Вопрос: Какой совет ты бы дал всем нам?
Орасио: Когда вы работаете с начинающим учеником, воспринимайте его как пациента, который находится в коме. Я сам так начал думать, после знакомства с одной
женщиной, которая работала с артистами, и у нее всегда было много работы, даже в ее 80 лет. И она говорила: я стараюсь воспринимать их не как артистов, а как
пациентов. И мне понравилось ее видение. Поэтому я воспринимаю ученика, как больного, и отношусь к нему соответствующе. Вспомните, как вы стараетесь поддержать человека, который лежит больной в кровати. Поэтому все мы, работая в танго и встречая людей, который только начинают свой путь, хотим, чтобы начинающий танцор полюбил танго и остался в нем. Для этого мы должны относится к ним, как к пациентам, которые находятся в коме, и скорее всего, мы их потеряем. И если говорить про танго: если этот человек не пришел на второй урок, значит он умер. И все мы, кто встречается с людьми, которые только начинают свой путь в танго, должны оберегать их, ласкать их, трогать их, слушать их, помнить их имена. Мы должны делать все возможное, чтобы пациент встал с кровати и самостоятельно вышел в мир танго. Мне кажется, сейчас такого отношения нет, и мы должны изменить это. Мы должны намного больше оберегать людей которые приходят в танго, оставлять свое эго в стороне, заботиться о них, например, погладить по плечу, расслабить, делать все, что необходимо, чтобы эти люди чувствовали себя под защитой, чувствовали, что их любят в этом новом для них занятии. И потом, конечно, когда они выйдут на продвинутый уровень, вот там за них мы возьмемся и спуску не дадим, но мы будем знать, что они уже внутри, они подсели. И мне кажется, что причина кризиса в танго, который мы можем наблюдать, заключается в этом – не все люди, которые работают в этом жанре, любят сам жанр танго. И кроме того, многие, не воспринимая начинающего ученика как пациента, забрасывают его информацией, и теряют начинающих, потому что они не возвращаются снова. В этом случае, выходит, что мертвых у нас больше, чем живых, и наша большая семья становится меньше.
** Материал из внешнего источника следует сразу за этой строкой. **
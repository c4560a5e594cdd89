//! Key persistence for the local identity key pair.
//!
//! The stored value is JSON with standard padded base64 fields:
//!
//! ```json
//! { "publicKey": "<base64>", "secretKey": "<base64>" }
//! ```
//!
//! `load` never fails: a missing, malformed, undecodable or wrong-length
//! record reads as "no key pair", so callers handle every unusable state the
//! same way.

use std::collections::HashMap;
use std::fs;
use std::io::ErrorKind;
use std::path::{Path, PathBuf};

use serde::{Deserialize, Serialize};
use zeroize::{Zeroize, ZeroizeOnDrop};

use crate::constants::KEY_STORAGE_KEY;
use crate::encoding::{from_base64, to_base64};
use crate::errors::PlainsightError;
use crate::kem::KeyPair;

/// Persistence backend for the local identity key pair.
pub trait KeyStore {
    /// Store `key_pair`, replacing any previous one.
    ///
    /// # Errors
    /// `PlainsightError::KeyStore` if the backend cannot be written.
    fn save(&mut self, key_pair: &KeyPair) -> Result<(), PlainsightError>;

    /// The stored key pair, or `None` if absent or unusable.
    fn load(&self) -> Option<KeyPair>;

    /// Remove the stored key pair. Clearing an empty store is not an error.
    ///
    /// # Errors
    /// `PlainsightError::KeyStore` if the backend cannot be written.
    fn clear(&mut self) -> Result<(), PlainsightError>;

    /// Whether a record exists under the storage key, usable or not.
    fn has(&self) -> bool;
}

/// JSON shape of a persisted key pair.
#[derive(Serialize, Deserialize, Zeroize, ZeroizeOnDrop)]
#[serde(rename_all = "camelCase")]
pub struct StoredKeyPair {
    pub public_key: String,
    pub secret_key: String,
}

impl StoredKeyPair {
    pub fn from_key_pair(key_pair: &KeyPair) -> Self {
        Self {
            public_key: to_base64(key_pair.public_key()),
            secret_key: to_base64(key_pair.secret_key()),
        }
    }

    /// Decode back into a key pair.
    ///
    /// # Errors
    /// `Encoding` on bad base64, `InvalidPublicKey`/`InvalidSecretKey` on
    /// wrong lengths.
    pub fn to_key_pair(&self) -> Result<KeyPair, PlainsightError> {
        KeyPair::from_bytes(from_base64(&self.public_key)?, from_base64(&self.secret_key)?)
    }
}

/// Serialize `key_pair` to the stored JSON form.
///
/// # Errors
/// `PlainsightError::Encoding` if JSON serialization fails.
pub fn encode_key_pair(key_pair: &KeyPair) -> Result<String, PlainsightError> {
    serde_json::to_string(&StoredKeyPair::from_key_pair(key_pair))
        .map_err(|e| PlainsightError::Encoding(format!("key pair JSON: {e}")))
}

/// Parse the stored JSON form. Any failure reads as `None`.
pub fn decode_key_pair(stored: &str) -> Option<KeyPair> {
    let parsed = serde_json::from_str::<StoredKeyPair>(stored)
        .map_err(|e| PlainsightError::Encoding(format!("key pair JSON: {e}")))
        .and_then(|record| record.to_key_pair());
    match parsed {
        Ok(key_pair) => Some(key_pair),
        Err(e) => {
            tracing::warn!(error = %e, "ignoring unusable stored key pair");
            None
        }
    }
}

/// In-process store, keyed like browser local storage.
#[derive(Default)]
pub struct MemoryKeyStore {
    entries: HashMap<String, String>,
}

impl MemoryKeyStore {
    pub fn new() -> Self {
        Self::default()
    }

    /// Put a raw value under the storage key, bypassing validation.
    pub fn insert_raw(&mut self, value: impl Into<String>) {
        self.entries.insert(KEY_STORAGE_KEY.to_string(), value.into());
    }
}

impl KeyStore for MemoryKeyStore {
    fn save(&mut self, key_pair: &KeyPair) -> Result<(), PlainsightError> {
        let json = encode_key_pair(key_pair)?;
        self.entries.insert(KEY_STORAGE_KEY.to_string(), json);
        Ok(())
    }

    fn load(&self) -> Option<KeyPair> {
        self.entries
            .get(KEY_STORAGE_KEY)
            .and_then(|stored| decode_key_pair(stored))
    }

    fn clear(&mut self) -> Result<(), PlainsightError> {
        if let Some(mut stored) = self.entries.remove(KEY_STORAGE_KEY) {
            stored.zeroize();
        }
        Ok(())
    }

    fn has(&self) -> bool {
        self.entries.contains_key(KEY_STORAGE_KEY)
    }
}

/// Store backed by `<dir>/pq-stego-keypair.json`.
#[derive(Debug, Clone)]
pub struct FileKeyStore {
    path: PathBuf,
}

impl FileKeyStore {
    /// Store inside `dir`. The directory is created on first save.
    pub fn new(dir: impl AsRef<Path>) -> Self {
        Self {
            path: dir.as_ref().join(format!("{KEY_STORAGE_KEY}.json")),
        }
    }

    /// Location of the key file.
    pub fn path(&self) -> &Path {
        &self.path
    }
}

impl KeyStore for FileKeyStore {
    fn save(&mut self, key_pair: &KeyPair) -> Result<(), PlainsightError> {
        let io_err = |e: std::io::Error| {
            PlainsightError::KeyStore(format!("{}: {e}", self.path.display()))
        };
        if let Some(parent) = self.path.parent() {
            fs::create_dir_all(parent).map_err(io_err)?;
        }
        let mut json = encode_key_pair(key_pair)?;
        let written = write_private(&self.path, json.as_bytes()).map_err(io_err);
        json.zeroize();
        written?;

        tracing::debug!(path = %self.path.display(), "saved key pair");
        Ok(())
    }

    fn load(&self) -> Option<KeyPair> {
        let mut stored = match fs::read_to_string(&self.path) {
            Ok(stored) => stored,
            Err(e) if e.kind() == ErrorKind::NotFound => return None,
            Err(e) => {
                tracing::warn!(path = %self.path.display(), error = %e, "cannot read key file");
                return None;
            }
        };
        let key_pair = decode_key_pair(&stored);
        stored.zeroize();
        key_pair
    }

    fn clear(&mut self) -> Result<(), PlainsightError> {
        match fs::remove_file(&self.path) {
            Ok(()) => Ok(()),
            Err(e) if e.kind() == ErrorKind::NotFound => Ok(()),
            Err(e) => Err(PlainsightError::KeyStore(format!(
                "{}: {e}",
                self.path.display()
            ))),
        }
    }

    fn has(&self) -> bool {
        self.path.is_file()
    }
}

/// Write `contents` so that only the owner can read it (0600 on Unix).
fn write_private(path: &Path, contents: &[u8]) -> std::io::Result<()> {
    use std::io::Write;

    let mut options = fs::OpenOptions::new();
    options.write(true).create(true).truncate(true);
    #[cfg(unix)]
    {
        use std::os::unix::fs::OpenOptionsExt;
        options.mode(0o600);
    }
    let mut file = options.open(path)?;
    file.write_all(contents)?;
    file.sync_all()
}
Вопрос: Кто начал называть тебя «Пебете» (парнишка — прим. переводчика)?
Орасио: Одна девушка, ее звали Августина. Когда я танцевал 2-3 года и ходил на милонги, там было столько людей, что я не мог запомнить всех, кто приходил и стал всех женщин звать «пебета» (девчушка — прим. перевод-чика). Привет, пебета! Как дела, пебета? И однажды в Вируту позвонила девушка: «Здравствуйте, я бы хотела забронировать столик. А с кем я говорю?» — С Орасио. — «Орасио!!! А знаешь, кто я?» — Кто? – «Пебета!» А я без понятия, кто это, я же всех так называл. Ну, в общем, вечером она пришла, мы обнялись, пообщались, и она мне сказала: «Ну, раз ты всех звал пебетами, то я буду звать тебя «Пебете», потому что так пока никого не зовут». Так и осталось.